Records from a data collection:
== Segment start ==

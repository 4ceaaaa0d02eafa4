use std::collections::HashSet;
use std::path::PathBuf;
use std::sync::Arc;
use std::time::Duration;

use anyhow::{Context, Result};
use clap::Parser;
use tokio::signal;
use tracing::{info, warn};
use tracing_subscriber::EnvFilter;

use hcm_sync::store::CreateSubnetRequest;
use hcm_sync::{
    AlwaysLeader, CancelSignal, CloudSnapshot, DataStore, FixtureCloud, MemoryStore, Reconciler,
    SqliteStore, SyncConfig, SyncController,
};

#[derive(Parser)]
#[command(name = "hcm-sync")]
#[command(about = "Reconciles the local cloud inventory with vendor APIs")]
struct Args {
    /// SQLite inventory database
    #[arg(long, default_value = "/var/lib/hcm-sync/inventory.db")]
    db: PathBuf,

    /// Keep the inventory in memory instead of SQLite
    #[arg(long)]
    dev: bool,

    /// Cloud snapshot (JSON) served as the vendor APIs
    #[arg(long)]
    fixture: PathBuf,

    /// Sync targets and engine settings (JSON)
    #[arg(long)]
    targets: PathBuf,

    /// Seconds between sync ticks
    #[arg(long, default_value_t = 300, value_parser = clap::value_parser!(u64).range(1..))]
    interval_secs: u64,

    /// Run every target once and exit
    #[arg(long)]
    once: bool,

    /// Emit logs as JSON
    #[arg(long)]
    log_json: bool,
}

#[tokio::main]
async fn main() -> Result<()> {
    let args = Args::parse();

    let filter = EnvFilter::from_default_env().add_directive("hcm_sync=info".parse()?);
    if args.log_json {
        tracing_subscriber::fmt()
            .json()
            .with_env_filter(filter)
            .init();
    } else {
        tracing_subscriber::fmt().with_env_filter(filter).init();
    }

    info!("Starting hcm-sync");

    let config = SyncConfig::load(&args.targets).await?;
    let snapshot = CloudSnapshot::load(&args.fixture)
        .await
        .with_context(|| format!("failed to load fixture {}", args.fixture.display()))?;
    let cloud = Arc::new(FixtureCloud::new(snapshot));

    let store: Arc<dyn DataStore> = if args.dev {
        info!("Using in-memory inventory (dev mode)");
        Arc::new(MemoryStore::new())
    } else {
        if let Some(parent) = args.db.parent() {
            tokio::fs::create_dir_all(parent).await?;
        }
        info!(db = %args.db.display(), "Opening inventory database");
        Arc::new(SqliteStore::open(&args.db).await?)
    };

    let seeded = seed_subnets(store.as_ref(), cloud.subnet_requests().await).await?;
    if seeded > 0 {
        info!(count = seeded, "Seeded subnets from fixture");
    }

    let reconciler = Arc::new(Reconciler::new(store, cloud, config.engine.clone()));
    let controller = SyncController::new(
        reconciler,
        Arc::new(AlwaysLeader),
        config.targets,
        Duration::from_secs(args.interval_secs),
    );

    if args.once {
        let outcomes = controller.run_once(&CancelSignal::never()).await;
        let failed = outcomes.iter().filter(|o| o.result.is_err()).count();
        for outcome in &outcomes {
            if let Ok(result) = &outcome.result {
                info!(
                    task_id = %result.task_id,
                    stats = %result.stats,
                    vendor = %outcome.request.vendor,
                    account_id = %outcome.request.account_id,
                    "Target synced"
                );
            }
        }
        if failed > 0 {
            anyhow::bail!("{} of {} sync targets failed", failed, outcomes.len());
        }
        return Ok(());
    }

    let (shutdown_tx, shutdown_rx) = tokio::sync::watch::channel(false);
    let controller_handle = tokio::spawn(async move { controller.run(shutdown_rx).await });

    // Wait for shutdown signal
    let ctrl_c = signal::ctrl_c();
    let mut sigterm = signal::unix::signal(signal::unix::SignalKind::terminate())
        .context("failed to install SIGTERM handler")?;

    tokio::select! {
        _ = ctrl_c => info!("Received SIGINT"),
        _ = sigterm.recv() => info!("Received SIGTERM"),
    }

    let _ = shutdown_tx.send(true);
    if let Err(e) = controller_handle.await {
        warn!(error = %e, "Sync controller task failed");
    }

    info!("hcm-sync stopped");
    Ok(())
}

/// Insert fixture subnets the inventory does not know yet.
async fn seed_subnets(store: &dyn DataStore, reqs: Vec<CreateSubnetRequest>) -> Result<usize> {
    let chunk = store.max_batch_size().max(1);
    let mut missing = Vec::new();

    for batch in reqs.chunks(chunk) {
        let mut known = HashSet::new();
        for req in batch {
            let found = store
                .list_subnets_by_cloud_ids(req.vendor, std::slice::from_ref(&req.cloud_id))
                .await?;
            if !found.is_empty() {
                known.insert((req.vendor, req.cloud_id.clone()));
            }
        }
        missing.extend(
            batch
                .iter()
                .filter(|r| !known.contains(&(r.vendor, r.cloud_id.clone())))
                .cloned(),
        );
    }

    let mut seeded = 0;
    for batch in missing.chunks(chunk) {
        seeded += store.batch_create_subnets(batch.to_vec()).await?.len();
    }
    Ok(seeded)
}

== Segment end ==

Task brief — Give the count of lines in the data shown above that contain "seeded", and nothing else.

Exercise answer — 6